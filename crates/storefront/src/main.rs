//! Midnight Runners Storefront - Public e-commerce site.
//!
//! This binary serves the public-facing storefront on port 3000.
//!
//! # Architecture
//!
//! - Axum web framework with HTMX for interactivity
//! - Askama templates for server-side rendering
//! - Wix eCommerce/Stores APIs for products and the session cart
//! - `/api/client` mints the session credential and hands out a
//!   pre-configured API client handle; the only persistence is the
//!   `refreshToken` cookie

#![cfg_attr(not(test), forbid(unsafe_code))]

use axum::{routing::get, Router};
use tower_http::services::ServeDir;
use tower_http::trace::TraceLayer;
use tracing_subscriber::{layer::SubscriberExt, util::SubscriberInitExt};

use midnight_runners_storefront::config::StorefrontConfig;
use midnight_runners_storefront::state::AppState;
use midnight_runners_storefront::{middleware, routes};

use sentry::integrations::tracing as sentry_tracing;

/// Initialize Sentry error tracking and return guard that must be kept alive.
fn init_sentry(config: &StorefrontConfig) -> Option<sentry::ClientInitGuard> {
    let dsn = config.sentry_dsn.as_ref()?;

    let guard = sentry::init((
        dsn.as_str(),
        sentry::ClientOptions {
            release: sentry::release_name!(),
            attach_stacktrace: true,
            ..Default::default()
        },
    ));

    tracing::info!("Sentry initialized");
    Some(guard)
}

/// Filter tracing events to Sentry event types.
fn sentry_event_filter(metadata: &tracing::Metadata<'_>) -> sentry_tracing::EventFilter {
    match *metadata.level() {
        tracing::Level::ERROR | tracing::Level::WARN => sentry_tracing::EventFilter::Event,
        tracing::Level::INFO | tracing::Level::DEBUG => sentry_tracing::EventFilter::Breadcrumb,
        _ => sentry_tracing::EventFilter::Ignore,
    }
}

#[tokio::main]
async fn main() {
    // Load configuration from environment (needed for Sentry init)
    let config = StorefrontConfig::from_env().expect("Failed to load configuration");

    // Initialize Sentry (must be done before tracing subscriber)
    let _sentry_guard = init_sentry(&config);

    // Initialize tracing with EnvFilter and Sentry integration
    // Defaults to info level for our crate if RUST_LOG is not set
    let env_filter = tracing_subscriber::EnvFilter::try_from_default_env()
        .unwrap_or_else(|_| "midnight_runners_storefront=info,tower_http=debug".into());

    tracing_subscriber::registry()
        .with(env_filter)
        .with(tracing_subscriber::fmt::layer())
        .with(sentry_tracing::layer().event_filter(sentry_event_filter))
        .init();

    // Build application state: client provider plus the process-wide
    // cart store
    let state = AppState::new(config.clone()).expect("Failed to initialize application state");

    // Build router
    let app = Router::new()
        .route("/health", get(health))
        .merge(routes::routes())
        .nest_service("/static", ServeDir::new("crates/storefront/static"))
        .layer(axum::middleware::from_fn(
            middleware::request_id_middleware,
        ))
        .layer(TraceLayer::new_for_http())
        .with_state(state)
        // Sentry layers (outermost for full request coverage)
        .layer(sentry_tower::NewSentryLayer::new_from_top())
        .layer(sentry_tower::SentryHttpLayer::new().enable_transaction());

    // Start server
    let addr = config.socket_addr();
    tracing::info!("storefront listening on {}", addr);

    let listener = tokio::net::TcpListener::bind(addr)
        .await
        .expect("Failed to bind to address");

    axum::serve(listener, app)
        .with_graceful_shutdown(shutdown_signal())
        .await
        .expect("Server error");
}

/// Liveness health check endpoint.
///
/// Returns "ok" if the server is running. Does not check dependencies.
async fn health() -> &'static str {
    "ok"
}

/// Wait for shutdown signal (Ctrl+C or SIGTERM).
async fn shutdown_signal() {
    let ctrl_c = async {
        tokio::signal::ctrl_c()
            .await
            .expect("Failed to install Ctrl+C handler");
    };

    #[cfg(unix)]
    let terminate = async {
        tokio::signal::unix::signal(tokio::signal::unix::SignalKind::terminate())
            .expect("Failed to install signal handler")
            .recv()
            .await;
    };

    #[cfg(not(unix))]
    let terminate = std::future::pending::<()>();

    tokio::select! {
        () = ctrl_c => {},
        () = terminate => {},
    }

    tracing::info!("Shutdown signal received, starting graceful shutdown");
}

════════════════════

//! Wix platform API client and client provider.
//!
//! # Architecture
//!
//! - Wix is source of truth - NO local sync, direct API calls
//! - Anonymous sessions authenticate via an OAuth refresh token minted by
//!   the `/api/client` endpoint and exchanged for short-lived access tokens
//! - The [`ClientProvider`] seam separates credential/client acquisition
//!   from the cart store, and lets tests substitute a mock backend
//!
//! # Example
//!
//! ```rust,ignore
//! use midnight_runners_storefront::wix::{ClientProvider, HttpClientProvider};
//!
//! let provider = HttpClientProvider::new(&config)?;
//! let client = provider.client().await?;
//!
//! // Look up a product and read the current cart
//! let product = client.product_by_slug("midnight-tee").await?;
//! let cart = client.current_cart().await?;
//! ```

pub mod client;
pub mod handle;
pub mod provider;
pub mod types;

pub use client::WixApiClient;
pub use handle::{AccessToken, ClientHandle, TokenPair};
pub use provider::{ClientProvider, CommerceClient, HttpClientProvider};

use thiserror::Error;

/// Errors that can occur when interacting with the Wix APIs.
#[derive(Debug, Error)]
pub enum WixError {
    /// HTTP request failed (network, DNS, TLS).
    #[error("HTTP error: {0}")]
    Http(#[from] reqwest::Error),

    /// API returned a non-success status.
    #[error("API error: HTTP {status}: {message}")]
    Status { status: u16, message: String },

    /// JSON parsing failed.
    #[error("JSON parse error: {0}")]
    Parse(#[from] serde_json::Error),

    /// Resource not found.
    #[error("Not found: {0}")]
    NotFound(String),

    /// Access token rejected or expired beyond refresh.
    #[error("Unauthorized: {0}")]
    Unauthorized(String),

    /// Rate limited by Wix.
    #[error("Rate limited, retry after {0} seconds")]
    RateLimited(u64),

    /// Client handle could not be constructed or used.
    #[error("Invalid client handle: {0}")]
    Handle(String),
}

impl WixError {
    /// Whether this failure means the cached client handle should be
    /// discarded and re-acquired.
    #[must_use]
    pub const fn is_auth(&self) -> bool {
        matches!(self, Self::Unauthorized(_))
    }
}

════════════════════

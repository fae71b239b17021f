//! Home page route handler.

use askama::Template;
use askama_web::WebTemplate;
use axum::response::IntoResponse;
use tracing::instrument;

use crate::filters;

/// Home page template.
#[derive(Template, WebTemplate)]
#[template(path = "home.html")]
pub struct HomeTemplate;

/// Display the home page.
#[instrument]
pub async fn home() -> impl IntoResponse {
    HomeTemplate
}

════════════════════

#### WHAT YOU NEED TO DO:
In the records above, which lines hold the string "IntoResponse"? Copy each one.

#### COMPLETED EXERCISE:
use axum::response::IntoResponse;
pub async fn home() -> impl IntoResponse {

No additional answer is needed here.